If you’re building unique AI/DL application, you are constantly looking to train and deploy AI models from various frameworks like TensorFlow, PyTorch, TensorRT, and others quickly and effectively. Whether it’s deployment using the cloud, datacenters, or the edge, NVIDIA Triton Inference Server enables developers to deploy trained models from any major framework such as TensorFlow, TensorRT, PyTorch, ONNX-Runtime, and even custom framework backends.

DeepStream is a toolkit to build scalable AI solutions for streaming video. You can take a trained model from a framework of your choice and directly run inference on streaming video with DeepStream. You can use a vast array of IoT features and hardware acceleration from DeepStream in your application. With the native Triton Server integration, you can quickly prototype any deep learning model with minimal effort. For more information about Triton integration and other key capabilities of DeepStream, see Building Intelligent Video Analytics Apps Using NVIDIA DeepStream 5.0.

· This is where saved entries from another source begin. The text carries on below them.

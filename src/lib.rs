//! Region-based memory pool with two-tier allocation and cleanup callbacks
//!
//! A [`Pool`] serves many small, short-lived allocations by bump-carving them
//! out of a chain of pre-reserved blocks. Requests too large for the block
//! tier go straight to the global allocator and are tracked individually so
//! they can be released ahead of the rest of the pool. Cleanup callbacks can
//! be registered against the pool and run in most-recently-registered-first
//! order when the pool is reset or dropped.
//!
//! - Small allocations are reclaimed only in bulk, via [`Pool::reset`] or
//!   drop. `reset` retains block memory, so a recycled pool serves new
//!   allocations without touching the global allocator.
//! - Large allocations can additionally be released one at a time with
//!   [`Pool::free`]; freeing anything else is a documented no-op.
//! - One fixed alignment ([`pool::ALIGNMENT`]) applies to all aligned
//!   allocations; [`Pool::alloc_unaligned`] packs byte buffers tighter.
//!
//! The pool is single-threaded by design: it is neither `Send` nor `Sync`,
//! and callers that need concurrent access must wrap it in external mutual
//! exclusion.
//!
//! # Features
//!
//! - `logging` (default): structured `tracing` events on block growth, large
//!   allocations and resets
//!
//! # Example
//!
//! ```
//! use pagepool::Pool;
//!
//! fn main() -> pagepool::Result<()> {
//!     let pool = Pool::new(1024)?;
//!
//!     let p = pool.alloc(64)?;
//!     assert!(!p.is_null());
//!
//!     let zeroed = pool.alloc_zeroed(40)?;
//!     assert_eq!(unsafe { *zeroed }, 0);
//!
//!     Ok(())
//! }
//! ```

#![warn(missing_docs)]

pub mod error;
pub mod pool;
pub mod utils;

pub use error::{MemoryError, Result};
pub use pool::{CleanupHandle, Pool, PoolConfig, PoolStats, PoolStatsSnapshot};

/// Library version
pub const VERSION: &str = env!("CARGO_PKG_VERSION");
//! The local user profile.

use serde::{Deserialize, Serialize};

use crate::error::ValidationError;

/// Who is reviewing the conflicts. Persisted with the snapshot.
#[derive(Debug, Clone, PartialEq, Eq, Serialize, Deserialize)]
#[serde(default)]
pub struct UserProfile {
    /// Display name. Never empty.
    pub name: String,
    /// Contact address; may be empty.
    pub email: String,
    /// Free-form role, e.g. "Reviewer".
    pub role: String,
}

impl Default for UserProfile {
    fn default() -> Self {
        Self {
            name: "Guest".to_string(),
            email: String::new(),
            role: "Reviewer".to_string(),
        }
    }
}

impl UserProfile {
    /// Builds a profile, trimming surrounding whitespace.
    ///
    /// # Errors
    ///
    /// Returns `ValidationError::EmptyField` when the name is blank.
    pub fn new(
        name: impl Into<String>,
        email: impl Into<String>,
        role: impl Into<String>,
    ) -> Result<Self, ValidationError> {
        let profile = Self {
            name: name.into().trim().to_string(),
            email: email.into().trim().to_string(),
            role: role.into().trim().to_string(),
        };
        profile.validate()?;
        Ok(profile)
    }

    /// Checks the profile invariants.
    ///
    /// # Errors
    ///
    /// Returns `ValidationError::EmptyField` when the name is blank.
    pub fn validate(&self) -> Result<(), ValidationError> {
        if self.name.trim().is_empty() {
            return Err(ValidationError::EmptyField {
                field: "name".to_string(),
            });
        }
        Ok(())
    }
}

#[cfg(test)]
mod tests {
    use super::*;

    #[test]
    fn test_default_profile_is_valid() {
        assert!(UserProfile::default().validate().is_ok());
    }

    #[test]
    fn test_new_trims_fields() {
        let p = UserProfile::new("  Ada ", " ada@example.com", "Editor ").unwrap();
        assert_eq!(p.name, "Ada");
        assert_eq!(p.email, "ada@example.com");
        assert_eq!(p.role, "Editor");
    }

    #[test]
    fn test_blank_name_rejected() {
        let err = UserProfile::new("   ", "", "").unwrap_err();
        assert!(matches!(err, ValidationError::EmptyField { ref field } if field == "name"));
    }

    #[test]
    fn test_missing_fields_deserialize_to_defaults() {
        let p: UserProfile = serde_json::from_str(r#"{"name":"Lin"}"#).unwrap();
        assert_eq!(p.name, "Lin");
        assert_eq!(p.role, "Reviewer");
    }
}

In this post, we walk you through how to deploy an open source model with minimal configuration on DeepStream using Triton. We use the TensorFlow FasterRCNN-InceptionV2 model from the TensorFlow Model Zoo. We also show several optimizations that you can leverage to improve application performance. The steps outlined in this tutorial can be applied to other open-source models as well with minor changes.

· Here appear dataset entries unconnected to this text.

//! In-memory storage backend.
//!
//! Thread-safe implementation of [`RecordStore`] behind a single `RwLock`,
//! so every operation (including purge + insert) is applied under one write
//! guard. The persisted snapshot is loaded into and exported from this store.

use std::collections::{HashMap, HashSet, VecDeque};
use std::sync::{Arc, RwLock};

use crate::conflict::{Conflict, ConflictId, DocumentPair, Resolution};
use crate::document::{Document, DocumentId};
use crate::history::{HistoryEvent, HistoryEventType};
use crate::ids::IdGenerator;
use crate::storage::traits::{RecordStore, ResolveOutcome, StorageError, StoreExport};
use crate::time::Clock;

fn lock_err(context: &'static str) -> StorageError {
    StorageError::BackendError(format!("poisoned lock: {context}"))
}

#[derive(Debug, Default)]
struct RecordState {
    documents: Vec<Document>,
    doc_index: HashMap<DocumentId, usize>,
    conflicts: Vec<Conflict>,
    history: VecDeque<HistoryEvent>,
    revision: u64,
}

impl RecordState {
    fn bump(&mut self) {
        self.revision = self.revision.wrapping_add(1);
    }

    fn validate_conflict(&self, conflict: &Conflict) -> Result<(), StorageError> {
        let [a, b] = &conflict.document_ids;
        if a == b {
            return Err(StorageError::InvalidRecord(format!(
                "conflict {} pairs document {a} with itself",
                conflict.id
            )));
        }
        for id in [a, b] {
            if !self.doc_index.contains_key(id) {
                return Err(StorageError::DocumentNotFound(id.clone()));
            }
        }
        if !conflict.is_consistent() {
            return Err(StorageError::InvalidRecord(format!(
                "conflict {} has status {} with resolution {:?}",
                conflict.id, conflict.status, conflict.resolution
            )));
        }
        Ok(())
    }
}

/// Thread-safe in-memory record store.
pub struct InMemoryRecordStore {
    state: RwLock<RecordState>,
    ids: Arc<dyn IdGenerator>,
    clock: Arc<dyn Clock>,
}

impl std::fmt::Debug for InMemoryRecordStore {
    fn fmt(&self, f: &mut std::fmt::Formatter<'_>) -> std::fmt::Result {
        f.debug_struct("InMemoryRecordStore")
            .field("state", &self.state)
            .finish_non_exhaustive()
    }
}

impl InMemoryRecordStore {
    /// Create a new empty store. `ids` and `clock` stamp the history events
    /// the store writes itself.
    #[must_use]
    pub fn new(ids: Arc<dyn IdGenerator>, clock: Arc<dyn Clock>) -> Self {
        Self {
            state: RwLock::new(RecordState::default()),
            ids,
            clock,
        }
    }

    /// Rebuild a store from previously exported parts, checking every
    /// invariant. `history` is expected newest first.
    ///
    /// # Errors
    /// Returns the first violated invariant; no partially built store escapes.
    pub fn from_parts(
        documents: Vec<Document>,
        conflicts: Vec<Conflict>,
        history: Vec<HistoryEvent>,
        ids: Arc<dyn IdGenerator>,
        clock: Arc<dyn Clock>,
    ) -> Result<Self, StorageError> {
        let mut state = RecordState::default();

        for doc in documents {
            if state.doc_index.contains_key(&doc.id) {
                return Err(StorageError::DuplicateKey(doc.id.to_string()));
            }
            state.doc_index.insert(doc.id.clone(), state.documents.len());
            state.documents.push(doc);
        }

        let mut seen = HashSet::new();
        for conflict in &conflicts {
            if !seen.insert(conflict.id.clone()) {
                return Err(StorageError::DuplicateKey(conflict.id.to_string()));
            }
            state.validate_conflict(conflict)?;
        }
        state.conflicts = conflicts;

        let mut seen_events = HashSet::new();
        for event in &history {
            if !seen_events.insert(event.id.as_str()) {
                return Err(StorageError::DuplicateKey(event.id.clone()));
            }
        }
        state.history = history.into();

        Ok(Self {
            state: RwLock::new(state),
            ids,
            clock,
        })
    }

    fn event(&self, event_type: HistoryEventType, details: String) -> HistoryEvent {
        HistoryEvent::new(self.ids.new_id(), event_type, details, self.clock.now())
    }
}

impl RecordStore for InMemoryRecordStore {
    fn upsert_documents(&self, documents: Vec<Document>) -> Result<(), StorageError> {
        let mut state = self
            .state
            .write()
            .map_err(|_| lock_err("record.upsert_documents"))?;

        let mut incoming = HashSet::with_capacity(documents.len());
        for doc in &documents {
            if state.doc_index.contains_key(&doc.id) || !incoming.insert(&doc.id) {
                return Err(StorageError::DuplicateKey(doc.id.to_string()));
            }
        }
        drop(incoming);

        let count = documents.len();
        for doc in documents {
            let idx = state.documents.len();
            state.doc_index.insert(doc.id.clone(), idx);
            state.documents.push(doc);
        }
        state.bump();

        tracing::debug!(count, total = state.documents.len(), "documents ingested");
        Ok(())
    }

    fn save_document(&self, id: &DocumentId, content: String) -> Result<Document, StorageError> {
        let mut state = self
            .state
            .write()
            .map_err(|_| lock_err("record.save_document"))?;

        let idx = *state
            .doc_index
            .get(id)
            .ok_or_else(|| StorageError::DocumentNotFound(id.clone()))?;

        let saved = {
            let doc = &mut state.documents[idx];
            doc.content = content;
            doc.clone()
        };

        let event = self.event(
            HistoryEventType::DocumentSaved,
            format!("Saved document \"{}\"", saved.title),
        );
        state.history.push_front(event);
        state.bump();
        Ok(saved)
    }

    fn replace_conflicts_for_pairs(
        &self,
        pairs: &[DocumentPair],
        conflicts: Vec<Conflict>,
    ) -> Result<usize, StorageError> {
        let mut state = self
            .state
            .write()
            .map_err(|_| lock_err("record.replace_conflicts_for_pairs"))?;

        let keys: HashSet<_> = pairs.iter().map(DocumentPair::key).collect();
        let surviving: HashSet<&ConflictId> = state
            .conflicts
            .iter()
            .filter(|c| !keys.contains(&c.pair_key()))
            .map(|c| &c.id)
            .collect();

        // Validate everything before touching the state.
        let mut incoming = HashSet::with_capacity(conflicts.len());
        for conflict in &conflicts {
            state.validate_conflict(conflict)?;
            if surviving.contains(&conflict.id) || !incoming.insert(&conflict.id) {
                return Err(StorageError::DuplicateKey(conflict.id.to_string()));
            }
        }
        drop(incoming);
        drop(surviving);

        let before = state.conflicts.len();
        state.conflicts.retain(|c| !keys.contains(&c.pair_key()));
        let purged = before - state.conflicts.len();

        let inserted = conflicts.len();
        state.conflicts.extend(conflicts);
        state.bump();

        tracing::debug!(pairs = pairs.len(), purged, inserted, "conflicts replaced");
        Ok(purged)
    }

    fn resolve(&self, id: &ConflictId, resolution: Resolution) -> Result<ResolveOutcome, StorageError> {
        let mut state = self
            .state
            .write()
            .map_err(|_| lock_err("record.resolve"))?;

        let conflict = state
            .conflicts
            .iter_mut()
            .find(|c| c.id == *id)
            .ok_or_else(|| StorageError::ConflictNotFound(id.clone()))?;

        let previous = conflict.resolution;
        if !conflict.apply_resolution(resolution) {
            return Ok(ResolveOutcome::Unchanged);
        }

        let details = format!(
            "Conflict between \"{}\" and \"{}\" marked {} ({resolution})",
            conflict.document_titles[0], conflict.document_titles[1], conflict.status
        );
        let event = self.event(HistoryEventType::ConflictResolved, details);
        state.history.push_front(event);
        state.bump();

        Ok(ResolveOutcome::Updated { previous })
    }

    fn append_history(&self, event: HistoryEvent) -> Result<(), StorageError> {
        let mut state = self
            .state
            .write()
            .map_err(|_| lock_err("record.append_history"))?;
        state.history.push_front(event);
        state.bump();
        Ok(())
    }

    fn document(&self, id: &DocumentId) -> Result<Option<Document>, StorageError> {
        let state = self.state.read().map_err(|_| lock_err("record.document"))?;
        Ok(state
            .doc_index
            .get(id)
            .and_then(|idx| state.documents.get(*idx))
            .cloned())
    }

    fn documents(&self) -> Result<Vec<Document>, StorageError> {
        let state = self.state.read().map_err(|_| lock_err("record.documents"))?;
        Ok(state.documents.clone())
    }

    fn conflict(&self, id: &ConflictId) -> Result<Option<Conflict>, StorageError> {
        let state = self.state.read().map_err(|_| lock_err("record.conflict"))?;
        Ok(state.conflicts.iter().find(|c| c.id == *id).cloned())
    }

    fn conflicts(&self) -> Result<Vec<Conflict>, StorageError> {
        let state = self.state.read().map_err(|_| lock_err("record.conflicts"))?;
        Ok(state.conflicts.clone())
    }

    fn conflicts_for_pair(&self, pair: &DocumentPair) -> Result<Vec<Conflict>, StorageError> {
        let state = self
            .state
            .read()
            .map_err(|_| lock_err("record.conflicts_for_pair"))?;
        Ok(state
            .conflicts
            .iter()
            .filter(|c| c.belongs_to(pair))
            .cloned()
            .collect())
    }

    fn history(&self) -> Result<Vec<HistoryEvent>, StorageError> {
        let state = self.state.read().map_err(|_| lock_err("record.history"))?;
        Ok(state.history.iter().cloned().collect())
    }

    fn export(&self) -> Result<StoreExport, StorageError> {
        let state = self.state.read().map_err(|_| lock_err("record.export"))?;
        Ok(StoreExport {
            documents: state.documents.clone(),
            conflicts: state.conflicts.clone(),
            history: state.history.iter().cloned().collect(),
        })
    }

    fn revision(&self) -> Result<u64, StorageError> {
        let state = self.state.read().map_err(|_| lock_err("record.revision"))?;
        Ok(state.revision)
    }
}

We’ve introduced Triton integration to DeepStream 5.0. To get started, make sure to use the deepstream:5.0-20.07-triton container from NVIDIA NGC when using an NVIDIA GPU on the x86 platform. Triton with DeepStream on x86 only works with -triton containers.

For the NVIDIA Jetson platform, Triton shared libraries come preinstalled as part of DeepStream. It can be used from any deepstream-l4t:5.0-20.07 container.

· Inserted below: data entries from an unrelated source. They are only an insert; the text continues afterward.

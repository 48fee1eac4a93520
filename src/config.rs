//! Workspace configuration.

use std::path::{Path, PathBuf};
use std::time::Duration;

use serde::{Deserialize, Serialize};

use crate::error::{PersistenceError, ValidationError};
use crate::graph::{LayoutConfig, ViewportConfig};

/// Top-level configuration. Every field has a default, so a partial JSON
/// file is enough.
#[derive(Debug, Clone, PartialEq, Serialize, Deserialize)]
#[serde(default)]
pub struct DissonanceConfig {
    /// Circular layout of the graph.
    pub layout: LayoutConfig,
    /// Zoom behaviour of the viewport.
    pub viewport: ViewportConfig,
    /// Quiet period before a change is written to the snapshot.
    pub autosave_debounce_ms: u64,
    /// Where the file snapshot lives.
    pub snapshot_path: PathBuf,
}

impl Default for DissonanceConfig {
    fn default() -> Self {
        Self {
            layout: LayoutConfig::default(),
            viewport: ViewportConfig::default(),
            autosave_debounce_ms: 500,
            snapshot_path: PathBuf::from("./dissonance.snapshot"),
        }
    }
}

impl DissonanceConfig {
    /// Upper bound on the debounce delay (one hour).
    const MAX_DEBOUNCE_MS: u64 = 60 * 60 * 1000;

    /// Checks every field.
    ///
    /// # Errors
    ///
    /// Returns `ValidationError::InvalidConfig` naming the first bad field.
    pub fn validate(self) -> Result<Self, ValidationError> {
        if !(self.layout.radius > 0.0 && self.layout.radius.is_finite()) {
            return Err(ValidationError::InvalidConfig {
                reason: format!("layout.radius must be positive (got {})", self.layout.radius),
            });
        }
        if !(self.layout.center.x.is_finite() && self.layout.center.y.is_finite()) {
            return Err(ValidationError::InvalidConfig {
                reason: "layout.center must be finite".to_string(),
            });
        }
        self.viewport.validate()?;
        if self.autosave_debounce_ms > Self::MAX_DEBOUNCE_MS {
            return Err(ValidationError::InvalidConfig {
                reason: format!(
                    "autosave_debounce_ms must be at most {} (got {})",
                    Self::MAX_DEBOUNCE_MS,
                    self.autosave_debounce_ms
                ),
            });
        }
        if self.snapshot_path.as_os_str().is_empty() {
            return Err(ValidationError::InvalidConfig {
                reason: "snapshot_path cannot be empty".to_string(),
            });
        }
        Ok(self)
    }

    /// The debounce delay as a `Duration`.
    #[must_use]
    pub fn autosave_debounce(&self) -> Duration {
        Duration::from_millis(self.autosave_debounce_ms)
    }

    /// Parses a JSON document.
    ///
    /// # Errors
    ///
    /// Returns `ValidationError::InvalidConfig` for malformed JSON or an
    /// invalid value.
    pub fn from_json_str(json: &str) -> Result<Self, ValidationError> {
        let config: Self = serde_json::from_str(json).map_err(|e| ValidationError::InvalidConfig {
            reason: e.to_string(),
        })?;
        config.validate()
    }

    /// Reads and parses a JSON file.
    ///
    /// # Errors
    ///
    /// Returns `DissonanceError::Persistence` if the file cannot be read and
    /// `DissonanceError::Validation` if its contents are invalid.
    pub fn from_json_file(path: impl AsRef<Path>) -> crate::DissonanceResult<Self> {
        let path = path.as_ref();
        let json = std::fs::read_to_string(path).map_err(|source| PersistenceError::Io {
            path: path.to_path_buf(),
            source,
        })?;
        Ok(Self::from_json_str(&json)?)
    }
}

#[cfg(test)]
mod tests {
    use super::*;

    #[test]
    fn test_defaults() {
        let c = DissonanceConfig::default().validate().unwrap();
        assert!((c.layout.radius - 200.0).abs() < f64::EPSILON);
        assert!((c.viewport.zoom_factor - 1.1).abs() < f64::EPSILON);
        assert_eq!(c.autosave_debounce(), Duration::from_millis(500));
        assert_eq!(c.snapshot_path, PathBuf::from("./dissonance.snapshot"));
    }

    #[test]
    fn test_partial_json_keeps_defaults() {
        let c = DissonanceConfig::from_json_str(r#"{"layout":{"radius":320},"autosave_debounce_ms":50}"#).unwrap();
        assert!((c.layout.radius - 320.0).abs() < f64::EPSILON);
        assert!((c.viewport.max_scale - 5.0).abs() < f64::EPSILON);
        assert_eq!(c.autosave_debounce_ms, 50);
    }

    #[test]
    fn test_invalid_values_rejected() {
        let err = DissonanceConfig::from_json_str(r#"{"layout":{"radius":0}}"#).unwrap_err();
        assert!(err.to_string().contains("layout.radius"));

        let err = DissonanceConfig::from_json_str(r#"{"viewport":{"min_scale":2,"max_scale":1}}"#).unwrap_err();
        assert!(matches!(err, ValidationError::InvalidConfig { .. }));

        assert!(DissonanceConfig::from_json_str("not json").is_err());
    }

    #[test]
    fn test_from_json_file() {
        let dir = tempfile::TempDir::new().unwrap();
        let path = dir.path().join("dissonance.json");
        std::fs::write(&path, r#"{"snapshot_path":"/tmp/x.snapshot"}"#).unwrap();
        let c = DissonanceConfig::from_json_file(&path).unwrap();
        assert_eq!(c.snapshot_path, PathBuf::from("/tmp/x.snapshot"));

        let missing = DissonanceConfig::from_json_file(dir.path().join("nope.json")).unwrap_err();
        assert!(missing.is_persistence());
    }
}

For this post, we assume that you have DeepStream is installed at $DEEPSTREAM_DIR. The actual installation directory depends on whether you are using a container or the bare-metal version of DeepStream.

Deploying object detection models on DeepStream

You are going to take the FasterRCNN detection model from TensorFlow Model Zoo and create a DeepStream pipeline to deploy this model on an NVIDIA GPU for object detection.

For this post, you use the faster_rcnn_inception_v2_coco_2018_01_28 model on the NVIDIA Jetson and NVIDIA T4. Triton allows you to use the TensorFlow Graphdef file directly. These are the detailed steps for deploying the TensorFlow frozen GraphDef file:

  1. Download the model and labels.
  2. Create the Triton configuration file.
  3. Create the DeepStream configuration.
  4. Build a custom parser.
  5. Run the DeepStream app.

Step 1: Download the model and labels

Obtain the TensorFlow model and extract it. Create a directory for the model in the Triton model repository. Move the extracted frozen GraphDef file into this directory:

tar xvf faster_rcnn_inception_v2_coco_2018_01_28.tar.gz
cd $DEEPSTREAM_DIR/samples/trtis_model_repo
mkdir faster_rcnn_inception_v2 && cd faster_rcnn_inception_v2 && mkdir 1
cp frozen_inference_graph.pb 1/model.graphdef

Create a labels.txt file that includes all the names of labels used in the training dataset. For this post, use the coco dataset labels:


Make sure that your model directory is laid out in the correct format before proceeding:

├── 1
│   └── model.graphdef
├── config.pbtxt
└── labels.txt

Step 2: Create the Triton configuration file

Create a model configuration file that includes information about the input tensor to the network, the names, shapes, and data types of the output tensor nodes, and other information about the network needed by Triton. For more information, see Triton Model Configuration.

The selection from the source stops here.